07:49 – Barbara had the night off. She and Colin are back in the bedroom now, having a lie-in. She’s dad-sitting tonight, and will be off-duty again tomorrow night.

It should be an ordinary Saturday for us until Barbara leaves this afternoon to head over to her parents’ apartment. I’ll do laundry and work on science kits. Barbara plans to do some yardwork, and maybe label some empty bottles and seal some filled ones this afternoon while she watches something on Netflix streaming.

24 Comments and discussion on "Saturday, 9 February 2013"

  1. Roy Harvey says:

    The snow here in CT is pretty substantial, at least two feet with heavy drifts, but it has pretty well stopped falling. My son-in-law has a plowing business but has been stuck at one client since early morning and can’t leave for the next.

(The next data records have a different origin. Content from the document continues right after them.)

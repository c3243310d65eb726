use serde::{Deserialize, Serialize};

use recap_core::{JobId, TaskId};
use recap_infra::dataset::RecordId;
use recap_infra::jobs::{Job, JobConfig, JobStatus, WorkItemKind};

// -------------------------
// Request DTOs
// -------------------------

/// Body of `POST /batch-analysis/start`. Omitted fields take the defaults.
#[derive(Debug, Deserialize)]
pub struct StartBatchRequest {
    pub task_id: String,
    pub kind: Option<WorkItemKind>,
    pub instructions: Option<String>,
    pub filter_keywords: Option<Vec<String>>,
    pub concurrency: Option<usize>,
    pub max_retries: Option<u32>,
    pub model: Option<String>,
}

impl StartBatchRequest {
    pub fn to_config(&self) -> JobConfig {
        let mut config = JobConfig::for_kind(self.kind.unwrap_or(WorkItemKind::Record));
        if let Some(instructions) = &self.instructions {
            config = config.with_instructions(instructions.clone());
        }
        if let Some(keywords) = &self.filter_keywords {
            config = config.with_filter_keywords(keywords.iter().cloned());
        }
        if let Some(concurrency) = self.concurrency {
            config = config.with_concurrency(concurrency);
        }
        if let Some(max_retries) = self.max_retries {
            config = config.with_max_retries(max_retries);
        }
        if let Some(model) = self.model.as_deref().filter(|m| !m.trim().is_empty()) {
            config = config.with_model(model);
        }
        config
    }
}

#[derive(Debug, Deserialize)]
pub struct SingleAnalysisRequest {
    pub task_id: String,
    pub record_id: RecordId,
    pub instructions: Option<String>,
    /// Registered model name; the default caller when omitted.
    pub model: Option<String>,
}

// -------------------------
// Response DTOs
// -------------------------

/// Answer to start and resume: the job exists and runs in the background.
#[derive(Debug, Serialize)]
pub struct JobAccepted {
    pub job_id: JobId,
    pub task_id: TaskId,
    pub status: JobStatus,
    pub message: String,
    #[serde(skip_serializing_if = "Option::is_none")]
    pub resumed_from: Option<JobId>,
}

impl JobAccepted {
    pub fn new(job: &Job, message: impl Into<String>) -> Self {
        Self {
            job_id: job.id,
            task_id: job.task_id,
            status: job.status,
            message: message.into(),
            resumed_from: job.resumed_from,
        }
    }
}

/// Job record plus derived progress.
#[derive(Debug, Serialize)]
pub struct JobView {
    #[serde(flatten)]
    pub job: Job,
    pub progress_percent: u8,
}

impl From<Job> for JobView {
    fn from(job: Job) -> Self {
        let progress_percent = job.percent_complete();
        Self {
            job,
            progress_percent,
        }
    }
}

#[derive(Debug, Serialize)]
pub struct JobListResponse {
    pub task_id: TaskId,
    pub jobs: Vec<JobView>,
}

#[derive(Debug, Serialize)]
pub struct CancelResponse {
    pub job_id: JobId,
    pub status: JobStatus,
    pub message: &'static str,
}

#[cfg(test)]
mod tests {
    use super::*;

    #[test]
    fn omitted_fields_take_defaults() {
        let req: StartBatchRequest =
            serde_json::from_str(r#"{"task_id":"x","concurrency":8}"#).unwrap();
        let config = req.to_config();
        assert_eq!(config.concurrency, 8);
        assert_eq!(config.kind, WorkItemKind::Record);
        assert_eq!(config.max_retries, JobConfig::default().max_retries);
        assert_eq!(config.instructions, JobConfig::default().instructions);
        assert!(config.model.is_none());
    }

    #[test]
    fn cluster_kind_and_empty_keywords() {
        let req: StartBatchRequest = serde_json::from_str(
            r#"{"task_id":"x","kind":"people_cluster","filter_keywords":[],"model":"m1"}"#,
        )
        .unwrap();
        let config = req.to_config();
        assert_eq!(config.kind, WorkItemKind::PeopleCluster);
        assert!(config.filter_keywords.is_empty());
        assert_eq!(config.model.as_deref(), Some("m1"));
    }

    #[test]
    fn job_view_carries_progress_and_flat_counters() {
        let job = Job::new(TaskId::new(), JobConfig::default());
        let value = serde_json::to_value(JobView::from(job)).unwrap();
        assert_eq!(value["status"], "PENDING");
        assert_eq!(value["total"], 0);
        assert_eq!(value["progress_percent"], 100);
    }
}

It reminds me of 1978, though I doubt it is quite that bad.

    The good news is that we have power, and a generator in the garage just in case.

  2. Miles_Teg says:

    For a while now I’ve been reading how global warning deniers, and even skeptics, are scientifically ignorant. This seems to be coming in from all quarters, including Scientific American magazine and all the science bloggers I know. If you’re not a believer you seem to be accorded as little creditability as a creationist.

    So, is GW happening? If so are we to blame? Assuming GW is happening should we welcome that for some reason. Our host has said we’re overdue for an ice age so if GW is happening that’s a good thing.

  3. SteveF says:

    Six inches or so in my driveway a few miles north of Albany, NY. It’s hard to tell because of drifts. Our neighborhood is in kind of a funnel, so we have a lot of wind — if the weather station a few miles away says west wind at 5MPH, our sustained winds will be at least twice that. Power stayed up and, so far as can tell, the world did not end. Imagine that: it seems the media were hyping this storm beyond all reason.

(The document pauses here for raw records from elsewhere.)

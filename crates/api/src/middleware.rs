use std::time::Instant;

use axum::{extract::Request, middleware::Next, response::Response};
use tracing::info;

/// Log one line per request with its status and latency.
pub async fn request_log(req: Request, next: Next) -> Response {
    let method = req.method().clone();
    let path = req.uri().path().to_string();
    let started = Instant::now();

    let response = next.run(req).await;

    info!(
        method = %method,
        path = %path,
        status = response.status().as_u16(),
        latency_ms = started.elapsed().as_millis() as u64,
        "request handled"
    );
    response
}
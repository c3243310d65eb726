//! Infrastructure layer: the batch analysis engine and its storage adapters.

pub mod dataset;
pub mod jobs;
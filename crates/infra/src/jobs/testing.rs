//! Scripted AI caller for engine tests.

use std::sync::Arc;
use std::sync::Mutex;
use std::sync::atomic::{AtomicU32, AtomicUsize, Ordering};
use std::time::Duration;

use async_trait::async_trait;
use tokio::sync::Semaphore;

use recap_ai::{AiCaller, AiError, AnalysisResult};

#[derive(Default)]
pub(crate) struct ScriptedCaller {
    provider: Option<String>,
    calls: AtomicU32,
    in_flight: AtomicUsize,
    max_in_flight: AtomicUsize,
    transient_budget: AtomicU32,
    always_transient: bool,
    permanent_markers: Vec<String>,
    latency: Option<Duration>,
    gate: Option<Arc<Semaphore>>,
    texts: Mutex<Vec<String>>,
}

impl ScriptedCaller {
    pub(crate) fn new() -> Self {
        Self::default()
    }

    pub(crate) fn with_provider(mut self, provider: impl Into<String>) -> Self {
        self.provider = Some(provider.into());
        self
    }

    pub(crate) fn always_transient(mut self) -> Self {
        self.always_transient = true;
        self
    }

    /// Fail permanently for any text containing one of `markers`.
    pub(crate) fn fail_permanently_for<I, S>(mut self, markers: I) -> Self
    where
        I: IntoIterator<Item = S>,
        S: Into<String>,
    {
        self.permanent_markers = markers.into_iter().map(Into::into).collect();
        self
    }

    /// The first `n` calls (across all texts) fail transiently.
    pub(crate) fn transient_failures_before_success(self, n: u32) -> Self {
        self.transient_budget.store(n, Ordering::SeqCst);
        self
    }

    pub(crate) fn with_latency(mut self, latency: Duration) -> Self {
        self.latency = Some(latency);
        self
    }

    /// Calls block until the returned semaphore hands out a permit.
    pub(crate) fn gated(mut self) -> (Self, Arc<Semaphore>) {
        let gate = Arc::new(Semaphore::new(0));
        self.gate = Some(gate.clone());
        (self, gate)
    }

    pub(crate) fn calls(&self) -> u32 {
        self.calls.load(Ordering::SeqCst)
    }

    pub(crate) fn max_in_flight(&self) -> usize {
        self.max_in_flight.load(Ordering::SeqCst)
    }

    pub(crate) fn texts(&self) -> Vec<String> {
        self.texts.lock().unwrap().clone()
    }
}

#[async_trait]
impl AiCaller for ScriptedCaller {
    fn provider(&self) -> &str {
        self.provider.as_deref().unwrap_or("scripted")
    }

    async fn analyze(&self, text: &str, _instructions: &str) -> Result<AnalysisResult, AiError> {
        self.calls.fetch_add(1, Ordering::SeqCst);
        self.texts.lock().unwrap().push(text.to_string());
        let now = self.in_flight.fetch_add(1, Ordering::SeqCst) + 1;
        self.max_in_flight.fetch_max(now, Ordering::SeqCst);

        if let Some(gate) = &self.gate {
            if let Ok(permit) = gate.acquire().await {
                permit.forget();
            }
        }
        if let Some(latency) = self.latency {
            tokio::time::sleep(latency).await;
        }

        let result = if self.permanent_markers.iter().any(|m| text.contains(m.as_str())) {
            Err(AiError::permanent(format!("rejected: {text}")))
        } else if self.always_transient {
            Err(AiError::transient("connection reset"))
        } else if self
            .transient_budget
            .fetch_update(Ordering::SeqCst, Ordering::SeqCst, |n| n.checked_sub(1))
            .is_ok()
        {
            Err(AiError::RateLimited("slow down".into()))
        } else {
            Ok(AnalysisResult::new(format!("summary of {} chars", text.len())))
        };

        self.in_flight.fetch_sub(1, Ordering::SeqCst);
        result
    }
}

    Loath though I am to say anything good about any government employee, I have to give the Albany County sheriff credit. He was on a morning radio show Friday morning and described some of the emergency measures available in case things went bad, but repeatedly said things like, “Look, it’s February in the Northeast. It’s a storm. It’s not a blizzard or a nor’easter. It’s just a snowstorm. There’s no need to panic and you media people aren’t helping anyone.”

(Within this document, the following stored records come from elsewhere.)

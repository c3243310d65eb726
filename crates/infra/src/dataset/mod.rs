//! Read access to uploaded datasets.
//!
//! A dataset belongs to a task and is a flat list of correspondence records.
//! The engine only reads it: enumeration lists a task's records, preparation
//! fetches the records a work item refers to.

pub mod in_memory;
pub mod postgres;

use async_trait::async_trait;
use chrono::{DateTime, Utc};
use serde::{Deserialize, Serialize};

use recap_core::TaskId;

pub use in_memory::InMemoryRecordStore;
pub use postgres::PostgresRecordStore;

/// Identifier of a record within its dataset.
pub type RecordId = i64;

/// One row of an uploaded dataset.
#[derive(Debug, Clone, PartialEq, Eq, Serialize, Deserialize)]
pub struct Record {
    pub id: RecordId,
    pub task_id: TaskId,
    pub sender: Option<String>,
    pub receiver: Option<String>,
    pub subject: Option<String>,
    pub content: Option<String>,
    pub sent_at: Option<DateTime<Utc>>,
}

impl Record {
    pub fn new(id: RecordId, task_id: TaskId) -> Self {
        Self {
            id,
            task_id,
            sender: None,
            receiver: None,
            subject: None,
            content: None,
            sent_at: None,
        }
    }

    pub fn with_sender(mut self, sender: impl Into<String>) -> Self {
        self.sender = Some(sender.into());
        self
    }

    pub fn with_receiver(mut self, receiver: impl Into<String>) -> Self {
        self.receiver = Some(receiver.into());
        self
    }

    pub fn with_subject(mut self, subject: impl Into<String>) -> Self {
        self.subject = Some(subject.into());
        self
    }

    pub fn with_content(mut self, content: impl Into<String>) -> Self {
        self.content = Some(content.into());
        self
    }

    pub fn with_sent_at(mut self, sent_at: DateTime<Utc>) -> Self {
        self.sent_at = Some(sent_at);
        self
    }

    /// Key of the people cluster this record belongs to, if it has both parties.
    pub fn people_key(&self) -> Option<String> {
        let a = non_blank(self.sender.as_deref())?;
        let b = non_blank(self.receiver.as_deref())?;
        Some(people_key(a, b))
    }

    /// Key of the subject cluster this record belongs to, if it has a subject.
    pub fn subject_key(&self) -> Option<String> {
        non_blank(self.subject.as_deref()).map(str::to_string)
    }
}

/// Order-independent key for a pair of correspondents: `"a ↔ b"` with `a <= b`.
pub fn people_key(a: &str, b: &str) -> String {
    let (lo, hi) = if a <= b { (a, b) } else { (b, a) };
    format!("{lo} ↔ {hi}")
}

fn non_blank(s: Option<&str>) -> Option<&str> {
    s.map(str::trim).filter(|s| !s.is_empty())
}

#[derive(Debug, Clone, thiserror::Error)]
pub enum RecordStoreError {
    #[error("task not found: {0}")]
    TaskNotFound(TaskId),
    #[error("storage error: {0}")]
    Storage(String),
}

/// Dataset read boundary.
#[async_trait]
pub trait RecordStore: Send + Sync + 'static {
    /// All records of a task, ordered by id.
    async fn list_records(&self, task_id: TaskId) -> Result<Vec<Record>, RecordStoreError>;

    /// The records of `task_id` whose id is in `ids`, ordered by id. Unknown ids are ignored.
    async fn get_records(
        &self,
        task_id: TaskId,
        ids: &[RecordId],
    ) -> Result<Vec<Record>, RecordStoreError>;

    async fn get_record(
        &self,
        task_id: TaskId,
        id: RecordId,
    ) -> Result<Option<Record>, RecordStoreError> {
        Ok(self.get_records(task_id, &[id]).await?.into_iter().next())
    }
}

#[cfg(test)]
mod tests {
    use super::*;

    #[test]
    fn people_key_ignores_direction() {
        assert_eq!(people_key("bob@x", "alice@x"), "alice@x ↔ bob@x");
        assert_eq!(people_key("alice@x", "bob@x"), "alice@x ↔ bob@x");
    }

    #[test]
    fn cluster_keys_need_their_fields() {
        let task = TaskId::new();
        let r = Record::new(1, task).with_sender("a").with_subject("  ");
        assert!(r.people_key().is_none());
        assert!(r.subject_key().is_none());

        let r = r.with_receiver("b").with_subject("Q3 plan");
        assert_eq!(r.people_key().as_deref(), Some("a ↔ b"));
        assert_eq!(r.subject_key().as_deref(), Some("Q3 plan"));
    }
}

  4. Robert Bruce Thompson says:

    I don’t know anyone who denies that the planet is warming up, and has been for a hundred years or more. What I’m skeptical about is the cause. As far as I can see, this is just part of a natural cycle. I have yet to see a convincing argument that the cause is anthropogenic.

    And I’m not convinced that even if the AGW proponents are correct it would be any bad thing or that we should take (very expensive) steps to prevent or minimize AGW. As I’ve said, we’re overdue for a glaciation, which would be catastrophic compared even to the worst predictions of the AGW crowd. Even if those predictions are true–and I think it’s extremely likely they’re not–they’d at worst cause a gradual population shift. Areas like Siberia and arctic Canada would become livable, while the range of equatorial climate would expand significantly.

  5. SteveF says:

    I have seen no reason to change my views relating to (alleged) global warming:

    First, I don’t know if the planet is actually warming or not. I’m not denying the possible fact, I’m denying the plausibility of the reports making it to the public. Cities have spread and rural thermometers have become urban thermometers but the models were not updated to reflect this. There are claims and counter-claims and corrections and rejections of the corrections to orbital sensors. Historical data is of questionable accuracy before the mid-1900s and barely better than speculation before 1850. I’m not sure that anyone knows what the average planetary temperature is now, let alone whether it’s increasing. It’s entirely possible that the data are not as unknown as I think, but what’s getting out to the public gives the open-minded skeptic nothing firm to have any confidence in.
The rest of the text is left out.